The truth is, I don't have a list. I only approach those who have either happened upon one of my blogs or Googled 'Chicago Real Estate' and registered on our ChicagoHomeEstates.com site. These registrants are then assigned to me for follow-up. I don't send out direct mail or make cold calls or even knock on doors anymore. No farming. No magnets. No newspaper advertising, to be sure. No billboards. Only the Internet, dear friends (and the occasional referral or past client still residing in the overtaxed boundries of Cook County). The Internet holds the passcode to the future of Chicago real estate marketing as I see it. So don't worry Chippy, you'll never hear from me again. Same for anyone who has registered but apparently forgotten. Not a problem. I'm trying to reduce my oversized nostalgic footprint anyway.

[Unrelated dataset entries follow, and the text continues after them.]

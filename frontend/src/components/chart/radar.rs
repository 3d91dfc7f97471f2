use super::geometry::polar;
use super::{format_value, svg, HEIGHT, WIDTH};
use common::chart::render::RadarRender;
use std::f64::consts::PI;
use yew::prelude::*;

const RADIUS: f64 = 90.0;
const RINGS: usize = 4;

pub fn view(chart: &RadarRender) -> Html {
    let (cx, cy) = (WIDTH / 2.0, HEIGHT / 2.0 + 6.0);
    let count = chart.axes.len().max(1);
    let angle = |i: usize| 2.0 * PI * i as f64 / count as f64;
    let max = if chart.max > 0.0 { chart.max } else { 1.0 };

    let ring = |fraction: f64| -> String {
        (0..count)
            .map(|i| {
                let (x, y) = polar(cx, cy, RADIUS * fraction, angle(i));
                format!("{:.2},{:.2}", x, y)
            })
            .collect::<Vec<_>>()
            .join(" ")
    };
    let shape: String = chart
        .axes
        .iter()
        .enumerate()
        .map(|(i, axis)| {
            let (x, y) = polar(cx, cy, RADIUS * (axis.value.max(0.0) / max), angle(i));
            format!("{:.2},{:.2}", x, y)
        })
        .collect::<Vec<_>>()
        .join(" ");

    svg(html! {
        <>
            <g fill="none" stroke="#e5e7eb">
                { for (1..=RINGS).map(|r| html! { <polygon points={ring(r as f64 / RINGS as f64)} /> }) }
            </g>
            <g font-size="10" fill="#6b7280" text-anchor="middle">
                { for chart.axes.iter().enumerate().map(|(i, axis)| {
                    let (x, y) = polar(cx, cy, RADIUS + 14.0, angle(i));
                    html! {
                        <text x={x.to_string()} y={(y + 3.0).to_string()}>
                            { &axis.label }
                            <title>{ format!("{}: {}", axis.label, format_value(axis.value)) }</title>
                        </text>
                    }
                }) }
            </g>
            <polygon points={shape} fill={chart.color.clone()} fill-opacity="0.35"
                     stroke={chart.color.clone()} stroke-width="2" />
            if chart.show_legend {
                <text x="8" y="14" font-size="11" fill="#374151">{ &chart.value_key }</text>
            }
        </>
    })
}
use common::chart::render::TableRender;
use yew::prelude::*;

pub fn view(chart: &TableRender) -> Html {
    html! {
        <div class="table-wrap">
            <table class="data-table">
                <thead>
                    <tr>{ for chart.columns.iter().map(|c| html! { <th>{ c }</th> }) }</tr>
                </thead>
                <tbody>
                    { for chart.rows.iter().map(|row| html! {
                        <tr>{ for row.iter().map(|cell| html! { <td>{ cell }</td> }) }</tr>
                    }) }
                </tbody>
            </table>
            if chart.total_rows > chart.rows.len() {
                <p class="insight">{ format!("Showing {} of {} rows.", chart.rows.len(), chart.total_rows) }</p>
            }
        </div>
    }
}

And while I'm at it, bye bye to Miss American Pie as well. I'm sick of the refrain and you're getting a little long in the tooth, if you don't mind me saying. After a couple hundred million spins of the disk over a 35 year period this could very well be the day that I die and I don't want that tune stuck in my skull ad infinitum. Like I mentioned a few minutes ago...you can find my Chevy at the levee with a couple thousand cases of long ago emptied whiskey and rye. And if the good old boys still feel like singing around the yesteryear campfire, so be it. I'll be scouring the Chicago MLS on my laptop for price reductions.

Geno Petro

and no...it's not really my ride.

Thursday, August 07, 2008

No Crying in Baseball

It's one of my favorite Tom Hanks lines..."There's no crying in baseball." How could there be? In Chicago, with both teams currently at the top of their respective divisions in early August, only tears of joy are permitted. Those, and perhaps the kind that come from too much hot pepper and gardinara on the sausage, if you know what I'm sayin'. Can you tell....I just came back from a game?

The two Pinto brothers, Joe and Carmen, took me down to the old neighborhood at 32nd Street to see the White Sox chase the Tigers out of town last night. I hadn't been to 'The Cell' since...well, since its been 'The Cell' (U.S. Cellular Field for all of you outta towners and anyone trying to use AT&T service on the premises), and I have to say it's a wonderful ball park; great sight lines, good food, and lots of fanfare. And a shot of Southside Chicago revelry too; a couple of old rat pack dudes in tuxedos and bad toupees doing Frank and Deano at the front gate stage, three more fat dudes, also in tuxedos, singing The Star Spangled Banner in opera, and the lovely Dina Martin (Dean's daughter) singing Amore! on the 1st Base dugout during the 7th inning 'Stretch. Hey, it was Italian night....whacanIsay?

A few more sausages, a cup of lemon ice, and a giant pretzel with mustard later, I was drinking Alka Seltzer and chewing Extra Strength Tums like Christmas candy just to make it into dreamland where I, too, can imagine myself at the hot corner, wearing black and white pin stripes before a cheering crowd of 35,000. After all, Crede is on minor league rehabilitation assignment and Uribe is now playing third. He's batting .216 which is only .216 more than me...and I'm not even on a team.